It was a hot, muggy, rainy and sticky week in Orlando the second week of September. I managed to sneak into the 2014 PCI Security Council’s North American Community Meeting, three fun-filled days of segmentation, tokenization, EMV and encryption, discussions and education. (Yes in some sessions they handed out toothpicks at the door so you could prop your eyes open, but the quantity and quality of information was very high.)


Here are some observations from the meeting this year.

01 Security, Particularly Cyber Security, Is A National Defense Issue.
Navigate the Cyberseas.
We had the pleasure of Admiral James Stavridis, former NATO Supreme Allied Commander Europe and Commander of the U.S. European Command, speak to us on the ever-evolving threats, and identify theaters of battle including Russia, the former Eastern Bloc, the Middle East and Asia Pacific. The Cybersea is a reference to the 9 billion connected devices in the world.
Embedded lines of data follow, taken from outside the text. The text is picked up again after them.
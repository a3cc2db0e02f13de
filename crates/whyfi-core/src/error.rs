// ── Core error types ──
//
// Process failures are data, not control flow: `ProcessError` travels
// inside `ProcessOutput` and is absorbed by the probe adapters. `CoreError`
// covers the few places that genuinely fail (configuration validation).

use thiserror::Error;

/// Why an external command did not produce a usable result.
#[derive(Debug, Clone, PartialEq, Eq, Error)]
pub enum ProcessError {
    /// The executable could not be started (missing, not executable, ...).
    #[error("failed to spawn {program}: {reason}")]
    Spawn { program: String, reason: String },

    /// The command ran to completion with a non-zero status.
    #[error("command failed with exit code {code}: {stderr}")]
    NonZeroExit { code: i32, stderr: String },

    /// The command outlived its deadline (or died from a signal) and was killed.
    #[error("command timed out after {timeout_ms}ms")]
    Timeout { timeout_ms: u64 },

    /// The command was terminated because its runner was cancelled.
    #[error("command terminated by cancellation")]
    Terminated,
}

impl ProcessError {
    pub fn is_timeout(&self) -> bool {
        matches!(self, Self::Timeout { .. })
    }
}

/// Unified error type for the core crate.
#[derive(Debug, Error)]
pub enum CoreError {
    #[error("invalid {field}: {reason}")]
    Config { field: String, reason: String },
}
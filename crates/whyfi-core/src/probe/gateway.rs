// ── Default gateway discovery from the routing table ──

use std::net::Ipv4Addr;
use std::sync::Arc;
use std::time::Duration;

use futures_util::future::BoxFuture;
use tracing::debug;

use crate::process::{CommandRunner, CommandSpec};
use crate::source::GatewaySource;

const ROUTE_TIMEOUT: Duration = Duration::from_secs(5);

/// iproute2 fallback for hosts without net-tools.
const IP_PROGRAM: &str = "ip";
const IP_ROUTE_ARGS: [&str; 3] = ["route", "show", "default"];

/// Reads the default IPv4 gateway from `netstat -rn` output, falling back
/// to `ip route show default` when that yields nothing.
#[derive(Clone)]
pub struct RouteTableGateway {
    runner: Arc<dyn CommandRunner>,
    program: String,
}

impl RouteTableGateway {
    pub fn new(runner: Arc<dyn CommandRunner>, program: impl Into<String>) -> Self {
        Self {
            runner,
            program: program.into(),
        }
    }

    pub async fn find(&self) -> Option<String> {
        if !self.is_iproute2() {
            let netstat = CommandSpec::new(&self.program, ROUTE_TIMEOUT).arg("-rn");
            if let Some(gateway) = self.query(&netstat).await {
                return Some(gateway);
            }
        }
        let program = if self.is_iproute2() {
            self.program.as_str()
        } else {
            IP_PROGRAM
        };
        let ip_route = CommandSpec::new(program, ROUTE_TIMEOUT).args(IP_ROUTE_ARGS);
        self.query(&ip_route).await
    }

    /// Whether the configured program is `ip` itself rather than netstat.
    fn is_iproute2(&self) -> bool {
        std::path::Path::new(&self.program)
            .file_name()
            .is_some_and(|name| name == IP_PROGRAM)
    }

    async fn query(&self, spec: &CommandSpec) -> Option<String> {
        let output = self.runner.run(spec).await;
        if output.exit_code != 0 {
            debug!(program = %spec.program, exit_code = output.exit_code, "route table unavailable");
            return None;
        }
        parse_default_gateway(&output.stdout)
    }
}

impl GatewaySource for RouteTableGateway {
    fn default_gateway(&self) -> BoxFuture<'_, Option<String>> {
        Box::pin(self.find())
    }
}

/// First IPv4 default route in a routing table dump.
///
/// Understands BSD `default 192.168.1.1 UGScg en0`, Linux netstat
/// `0.0.0.0 192.168.1.1 0.0.0.0 UG ...` and `ip route` style
/// `default via 192.168.1.1 dev wlan0`. IPv6 routes are skipped.
pub fn parse_default_gateway(table: &str) -> Option<String> {
    table.lines().find_map(|line| {
        let mut tokens = line.split_whitespace();
        let destination = tokens.next()?;
        if destination != "default" && destination != "0.0.0.0" {
            return None;
        }
        let mut gateway = tokens.next()?;
        if gateway == "via" {
            gateway = tokens.next()?;
        }
        gateway
            .parse::<Ipv4Addr>()
            .ok()
            .filter(|ip| !ip.is_unspecified())
            .map(|ip| ip.to_string())
    })
}

#[cfg(test)]
mod tests {
    use super::*;
    use crate::process::ProcessOutput;
    use crate::testing::ScriptedRunner;
    use pretty_assertions::assert_eq;

    const MACOS_TABLE: &str = "Routing tables

Internet:
Destination        Gateway            Flags               Netif Expire
default            192.168.1.1        UGScg                 en0
127                127.0.0.1          UCS                   lo0

Internet6:
Destination                             Gateway                                 Flags               Netif Expire
default                                 fe80::1%en0                             UGcg                  en0
";

    const LINUX_TABLE: &str = "Kernel IP routing table
Destination     Gateway         Genmask         Flags   MSS Window  irtt Iface
0.0.0.0         10.0.0.1        0.0.0.0         UG        0 0          0 wlan0
10.0.0.0        0.0.0.0         255.255.255.0   U         0 0          0 wlan0
";

    #[test]
    fn finds_bsd_default_route() {
        assert_eq!(
            parse_default_gateway(MACOS_TABLE),
            Some("192.168.1.1".to_owned())
        );
    }

    #[test]
    fn finds_linux_default_route() {
        assert_eq!(parse_default_gateway(LINUX_TABLE), Some("10.0.0.1".to_owned()));
        assert_eq!(
            parse_default_gateway("default via 172.16.0.1 dev eth0 proto dhcp"),
            Some("172.16.0.1".to_owned())
        );
    }

    #[test]
    fn ipv6_only_table_has_no_gateway() {
        assert_eq!(parse_default_gateway("default fe80::1%en0 UGcg en0"), None);
        assert_eq!(parse_default_gateway(""), None);
    }

    #[tokio::test]
    async fn failed_command_yields_none() {
        let runner = Arc::new(ScriptedRunner::new(|spec| {
            ProcessOutput::spawn_failed(&spec.program, "not found")
        }));
        let source = RouteTableGateway::new(runner.clone(), "netstat");
        assert_eq!(source.default_gateway().await, None);
        assert_eq!(runner.count("netstat"), 1);
        assert_eq!(runner.count("ip"), 1);
    }

    #[tokio::test]
    async fn netstat_answer_skips_ip_route() {
        let runner = Arc::new(ScriptedRunner::new(|_| ProcessOutput::success(LINUX_TABLE)));
        let source = RouteTableGateway::new(runner.clone(), "netstat");
        assert_eq!(source.default_gateway().await, Some("10.0.0.1".to_owned()));
        assert_eq!(runner.count("ip"), 0);
    }

    #[tokio::test]
    async fn missing_netstat_falls_back_to_ip_route() {
        let runner = Arc::new(ScriptedRunner::new(|spec| match spec.program.as_str() {
            "ip" => ProcessOutput::success(
                "default via 192.168.0.254 dev wlp2s0 proto dhcp metric 600\n",
            ),
            other => ProcessOutput::spawn_failed(other, "No such file or directory"),
        }));
        let source = RouteTableGateway::new(runner.clone(), "netstat");
        assert_eq!(
            source.default_gateway().await,
            Some("192.168.0.254".to_owned())
        );

        let calls = runner.calls();
        assert_eq!(calls.len(), 2);
        assert_eq!(calls[0].args, ["-rn"]);
        assert_eq!(calls[1].program, "ip");
        assert_eq!(calls[1].args, ["route", "show", "default"]);
    }

    #[tokio::test]
    async fn configured_ip_runs_route_show_directly() {
        let runner = Arc::new(ScriptedRunner::new(|_| {
            ProcessOutput::success("default via 10.1.1.1 dev eth0\n")
        }));
        let source = RouteTableGateway::new(runner.clone(), "/usr/sbin/ip");
        assert_eq!(source.default_gateway().await, Some("10.1.1.1".to_owned()));

        let calls = runner.calls();
        assert_eq!(calls.len(), 1);
        assert_eq!(calls[0].program, "/usr/sbin/ip");
        assert_eq!(calls[0].args, ["route", "show", "default"]);
    }
}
Ubiquity Does Not Equal Safety.
Stavridis thinks that the ubiquity of the Internet and the smart device is a major venerability. He stressed that no matter how good our technology or security is, poorly trained or apathetic people and poor processes will defeat our efforts.

The Threat Is Often Government Sponsored.
Threats from outside the United States are often government sponsored. He indicated that 1.2 billion accounts and 500 million passwords have been taken by Russian cybercriminals, with the Russian FSB (equivalent of American CIA and FBI) in cahoots with them. The Russian government is not prosecuting these criminals, but it is reserving the right to use the data at a later time. Admiral Stavridis also had seen that similar attacks are coming at a staggering rate from Hamas and ISIS, as well as other militant groups. The Admiral feels we are already at Cyberwar.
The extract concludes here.